START SUPPLIED DATA

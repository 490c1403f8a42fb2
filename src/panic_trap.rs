// Copyright (c) 2018-2021  Brendan Molloy <brendan@bbqsrc.net>,
//                          Ilya Solovyiov <ilya.solovyiov@gmail.com>,
//                          Kai Ren <tyranron@gmail.com>
//
// Licensed under the Apache License, Version 2.0 <LICENSE-APACHE or
// http://www.apache.org/licenses/LICENSE-2.0> or the MIT license
// <LICENSE-MIT or http://opensource.org/licenses/MIT>, at your
// option. This file may not be copied, modified, or distributed
// except according to those terms.

//! Capturing of panics raised by step functions.

use std::{
    any::Any,
    backtrace::{Backtrace, BacktraceStatus},
    panic,
    sync::{Arc, Mutex, PoisonError},
    thread,
};

use crate::{event::StepFailure, steps::Pending};

/// Location and backtrace of a panic, recorded by the panic hook.
#[derive(Clone, Debug, Default)]
struct Origin {
    location: Option<String>,
    backtrace: Vec<String>,
}

/// Reason a trapped function didn't return.
#[derive(Clone, Debug, Eq, PartialEq)]
pub enum Trapped {
    /// Function marked itself pending with [`pending!`].
    ///
    /// [`pending!`]: crate::pending
    Pending,

    /// Function panicked.
    Panicked(StepFailure),
}

/// Extracts a readable message from a panic `payload`.
fn payload_message(payload: &(dyn Any + Send)) -> String {
    if let Some(s) = payload.downcast_ref::<String>() {
        s.clone()
    } else if let Some(s) = payload.downcast_ref::<&str>() {
        (*s).to_owned()
    } else {
        "Opaque panic payload".to_owned()
    }
}

/// Runs the given function, turning its panic into a [`Trapped`] value.
///
/// A panic hook recording the panic location and a backtrace (captured
/// according to `RUST_BACKTRACE`) is installed for the duration of the call,
/// and the previous hook is restored afterwards. Panics of other threads are
/// forwarded to the previous hook. As the hook is process-wide, traps are
/// serialized across threads and must not be nested.
pub fn trap<T>(f: impl FnOnce() -> T) -> Result<T, Trapped> {
    static HOOK: Mutex<()> = Mutex::new(());

    let _guard = HOOK.lock().unwrap_or_else(PoisonError::into_inner);
    let origin = Arc::new(Mutex::new(None::<Origin>));
    let previous = Arc::new(panic::take_hook());
    let current = thread::current().id();

    let recorded = Arc::clone(&origin);
    let forward = Arc::clone(&previous);
    panic::set_hook(Box::new(move |info| {
        if thread::current().id() != current {
            return forward(info);
        }
        let backtrace = Backtrace::capture();
        let backtrace = if backtrace.status() == BacktraceStatus::Captured {
            backtrace
                .to_string()
                .lines()
                .map(|l| l.trim().to_owned())
                .collect::<Vec<_>>()
        } else {
            Vec::new()
        };
        *recorded.lock().unwrap_or_else(PoisonError::into_inner) = Some(Origin {
            location: info
                .location()
                .map(|l| format!("{}:{}:{}", l.file(), l.line(), l.column())),
            backtrace,
        });
    }));

    let result = panic::catch_unwind(panic::AssertUnwindSafe(f));

    drop(panic::take_hook());
    if let Ok(previous) = Arc::try_unwrap(previous) {
        panic::set_hook(previous);
    }

    result.map_err(|payload| {
        if payload.is::<Pending>() {
            return Trapped::Pending;
        }
        let origin = origin
            .lock()
            .unwrap_or_else(PoisonError::into_inner)
            .take()
            .unwrap_or_default();
        let location = origin.location.map(|l| format!("at {l}"));
        Trapped::Panicked(
            StepFailure::new(payload_message(&*payload))
                .with_backtrace(location.into_iter().chain(origin.backtrace)),
        )
    })
}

END SUPPLIED DATA

• **THE TASK**: Return only the stretch of the material above from the line holding "by step functions." through the line holding "other threads are", copied exactly.

• **THE COMPLETED TASK**:
//! Capturing of panics raised by step functions.

use std::{
    any::Any,
    backtrace::{Backtrace, BacktraceStatus},
    panic,
    sync::{Arc, Mutex, PoisonError},
    thread,
};

use crate::{event::StepFailure, steps::Pending};

/// Location and backtrace of a panic, recorded by the panic hook.
#[derive(Clone, Debug, Default)]
struct Origin {
    location: Option<String>,
    backtrace: Vec<String>,
}

/// Reason a trapped function didn't return.
#[derive(Clone, Debug, Eq, PartialEq)]
pub enum Trapped {
    /// Function marked itself pending with [`pending!`].
    ///
    /// [`pending!`]: crate::pending
    Pending,

    /// Function panicked.
    Panicked(StepFailure),
}

/// Extracts a readable message from a panic `payload`.
fn payload_message(payload: &(dyn Any + Send)) -> String {
    if let Some(s) = payload.downcast_ref::<String>() {
        s.clone()
    } else if let Some(s) = payload.downcast_ref::<&str>() {
        (*s).to_owned()
    } else {
        "Opaque panic payload".to_owned()
    }
}

/// Runs the given function, turning its panic into a [`Trapped`] value.
///
/// A panic hook recording the panic location and a backtrace (captured
/// according to `RUST_BACKTRACE`) is installed for the duration of the call,
/// and the previous hook is restored afterwards. Panics of other threads are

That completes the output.